- _EXERCISE GOAL_: Bring together all lines of the material below that contain the string "PolicyTable".

- _MATERIAL PROVIDED_:
————————

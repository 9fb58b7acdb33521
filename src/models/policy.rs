//! Tabular Q-learning policy over discretised price-move patterns.
//!
//! The state is the sign pattern of the last `state_window - 1` price moves,
//! so the table is bounded by 3^(state_window - 1) rows. Training runs
//! epsilon-greedy episodes over a historical series; inference is greedy.

use chrono::Utc;
use rand::rngs::StdRng;
use rand::{Rng, SeedableRng};
use serde::{Deserialize, Serialize};
use std::collections::HashMap;
use std::fmt;
use tracing::{debug, info};

use crate::types::{
    Direction, ModelType, PredictionResult, PriceSeries, TradingError, MAX_CONFIDENCE,
};

pub const ACTION_COUNT: usize = 3;

/// Discrete action. The discriminant is the column in the value table.
#[derive(Debug, Clone, Copy, PartialEq, Eq, Hash, Serialize, Deserialize)]
#[serde(rename_all = "lowercase")]
pub enum PolicyAction {
    Hold = 0,
    Buy = 1,
    Sell = 2,
}

impl PolicyAction {
    pub fn all() -> [PolicyAction; ACTION_COUNT] {
        [PolicyAction::Hold, PolicyAction::Buy, PolicyAction::Sell]
    }

    pub fn index(self) -> usize {
        self as usize
    }

    pub fn from_index(idx: usize) -> Option<Self> {
        Self::all().get(idx).copied()
    }

    pub fn direction(self) -> Direction {
        match self {
            PolicyAction::Hold => Direction::Neutral,
            PolicyAction::Buy => Direction::Up,
            PolicyAction::Sell => Direction::Down,
        }
    }
}

impl fmt::Display for PolicyAction {
    fn fmt(&self, f: &mut fmt::Formatter<'_>) -> fmt::Result {
        match self {
            PolicyAction::Hold => write!(f, "HOLD"),
            PolicyAction::Buy => write!(f, "BUY"),
            PolicyAction::Sell => write!(f, "SELL"),
        }
    }
}

/// Configuration for the policy agent.
#[derive(Debug, Clone, Deserialize)]
#[serde(default)]
pub struct PolicyConfig {
    /// Prices per state; the key has `state_window - 1` signs.
    pub state_window: usize,
    /// Learning rate (alpha).
    pub learning_rate: f64,
    /// Discount factor (gamma).
    pub discount: f64,
    /// Initial exploration rate.
    pub epsilon: f64,
    pub epsilon_min: f64,
    /// Multiplicative decay applied after each episode.
    pub epsilon_decay: f64,
    /// Relative move that earns a full reward.
    pub move_threshold: f64,
    /// Move implied by a buy or sell when turning the policy into a price.
    pub expected_move: f64,
    pub episodes: usize,
    pub seed: Option<u64>,
}

impl Default for PolicyConfig {
    fn default() -> Self {
        Self {
            state_window: 10,
            learning_rate: 0.1,
            discount: 0.95,
            epsilon: 0.1,
            epsilon_min: 0.01,
            epsilon_decay: 0.995,
            move_threshold: 0.01,
            expected_move: 0.01,
            episodes: 50,
            seed: None,
        }
    }
}

/// Q-value table stored as an arena: keys index into a flat row vector.
#[derive(Debug, Clone, Default)]
pub struct PolicyTable {
    index: HashMap<String, usize>,
    rows: Vec<[f64; ACTION_COUNT]>,
}

impl PolicyTable {
    pub fn len(&self) -> usize {
        self.rows.len()
    }

    pub fn is_empty(&self) -> bool {
        self.rows.is_empty()
    }

    pub fn get(&self, key: &str) -> Option<&[f64; ACTION_COUNT]> {
        self.index.get(key).map(|&i| &self.rows[i])
    }

    /// Row for `key`, inserting a zero row on first sight.
    pub fn row_mut(&mut self, key: &str) -> &mut [f64; ACTION_COUNT] {
        let idx = match self.index.get(key) {
            Some(&i) => i,
            None => {
                self.rows.push([0.0; ACTION_COUNT]);
                let i = self.rows.len() - 1;
                self.index.insert(key.to_string(), i);
                i
            }
        };
        &mut self.rows[idx]
    }
}

fn max_value(row: &[f64; ACTION_COUNT]) -> f64 {
    row.iter().copied().fold(f64::NEG_INFINITY, f64::max)
}

/// First action holding the maximum value (ties resolve to Hold, then Buy).
fn greedy(row: &[f64; ACTION_COUNT]) -> PolicyAction {
    let mut best = 0;
    for i in 1..ACTION_COUNT {
        if row[i] > row[best] {
            best = i;
        }
    }
    PolicyAction::from_index(best).unwrap_or(PolicyAction::Hold)
}

/// Encode the last `window` prices as signs of consecutive changes.
/// Shorter inputs are left-padded with their earliest price.
pub fn encode_state(prices: &[f64], window: usize) -> String {
    let window = window.max(2);
    let start = prices.len().saturating_sub(window);
    let recent = &prices[start..];
    let pad = recent.first().copied().unwrap_or(0.0);
    let mut padded = vec![pad; window - recent.len()];
    padded.extend_from_slice(recent);

    padded
        .windows(2)
        .map(|w| {
            let d = w[1] - w[0];
            if d > 0.0 {
                "1"
            } else if d < 0.0 {
                "-1"
            } else {
                "0"
            }
        })
        .collect::<Vec<_>>()
        .join(",")
}

/// Reward for taking `action` when the price then moves by `change` (relative).
/// A buy or sell that the move does not clear by `threshold` is penalised.
pub fn reward(action: PolicyAction, change: f64, threshold: f64) -> f64 {
    match action {
        PolicyAction::Buy if change > threshold => 1.0,
        PolicyAction::Sell if change < -threshold => 1.0,
        PolicyAction::Buy | PolicyAction::Sell => -1.0,
        PolicyAction::Hold if change.abs() < threshold => 0.1,
        PolicyAction::Hold => -0.1,
    }
}

/// Confidence from the spread of action values, capped.
pub fn value_confidence(row: &[f64; ACTION_COUNT]) -> f64 {
    let best = max_value(row);
    let worst = row.iter().copied().fold(f64::INFINITY, f64::min);
    let denom = best.abs() + worst.abs();
    if denom <= 0.0 || !denom.is_finite() {
        return 0.0;
    }
    ((best - worst) / denom).clamp(0.0, MAX_CONFIDENCE)
}

#[derive(Debug, Clone)]
pub struct TabularPolicyAgent {
    config: PolicyConfig,
    table: PolicyTable,
    epsilon: f64,
    episodes_trained: u64,
    rng: StdRng,
}

impl TabularPolicyAgent {
    pub fn new(config: PolicyConfig) -> Self {
        let rng = match config.seed {
            Some(seed) => StdRng::seed_from_u64(seed),
            None => StdRng::from_entropy(),
        };
        Self {
            epsilon: config.epsilon,
            config,
            table: PolicyTable::default(),
            episodes_trained: 0,
            rng,
        }
    }

    pub fn config(&self) -> &PolicyConfig {
        &self.config
    }

    pub fn epsilon(&self) -> f64 {
        self.epsilon
    }

    pub fn table(&self) -> &PolicyTable {
        &self.table
    }

    pub fn episodes_trained(&self) -> u64 {
        self.episodes_trained
    }

    fn choose_action(&mut self, key: &str) -> PolicyAction {
        if self.rng.gen::<f64>() < self.epsilon {
            let idx = self.rng.gen_range(0..ACTION_COUNT);
            PolicyAction::from_index(idx).unwrap_or(PolicyAction::Hold)
        } else {
            self.table.get(key).map(greedy).unwrap_or(PolicyAction::Hold)
        }
    }

    fn update(&mut self, state: &str, action: PolicyAction, reward: f64, next_state: &str) {
        let next_max = self.table.get(next_state).map(max_value).unwrap_or(0.0);
        let alpha = self.config.learning_rate;
        let gamma = self.config.discount;
        let row = self.table.row_mut(state);
        let q = &mut row[action.index()];
        *q += alpha * (reward + gamma * next_max - *q);
    }

    /// Run `episodes` passes over the series. A series with fewer than two
    /// prices has no transitions and leaves the table untouched.
    pub fn train(&mut self, series: &PriceSeries, episodes: usize) {
        let prices = series.prices();
        if prices.len() < 2 {
            debug!(len = prices.len(), "Policy training skipped: no transitions");
            return;
        }
        let window = self.config.state_window;
        let threshold = self.config.move_threshold;

        for _ in 0..episodes {
            let mut total = 0.0;
            for t in 0..prices.len() - 1 {
                let state = encode_state(&prices[..=t], window);
                let action = self.choose_action(&state);
                let change = (prices[t + 1] - prices[t]) / prices[t];
                let r = reward(action, change, threshold);
                let next_state = encode_state(&prices[..=t + 1], window);
                self.update(&state, action, r, &next_state);
                total += r;
            }
            self.epsilon = (self.epsilon * self.config.epsilon_decay).max(self.config.epsilon_min);
            self.episodes_trained += 1;
            debug!(reward = total, epsilon = self.epsilon, "Policy episode");
        }

        info!(
            episodes,
            states = self.table.len(),
            epsilon = format!("{:.4}", self.epsilon),
            "Policy agent trained"
        );
    }

    /// Greedy prediction for the latest state. Inserts a zero row for a
    /// state never seen before.
    pub fn predict(&mut self, series: &PriceSeries) -> Result<PredictionResult, TradingError> {
        let last = series.last_price().ok_or(TradingError::InsufficientData {
            needed: 1,
            available: 0,
        })?;
        let key = encode_state(&series.prices(), self.config.state_window);
        let row = *self.table.row_mut(&key);
        let action = greedy(&row);

        let price = match action {
            PolicyAction::Buy => last * (1.0 + self.config.expected_move),
            PolicyAction::Sell => last * (1.0 - self.config.expected_move),
            PolicyAction::Hold => last,
        };

        Ok(PredictionResult {
            price,
            direction: action.direction(),
            confidence: value_confidence(&row),
            timestamp: Utc::now(),
            model_type: ModelType::Policy,
            features: series.tail_prices(super::sequence::FEATURE_WINDOW),
        })
    }
}

// ---------------------------------------------------------------------------
// Tests
// ---------------------------------------------------------------------------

————————

- _REPLY TO THE EXERCISE_:
pub struct PolicyTable {
impl PolicyTable {
    table: PolicyTable,
            table: PolicyTable::default(),
    pub fn table(&self) -> &PolicyTable {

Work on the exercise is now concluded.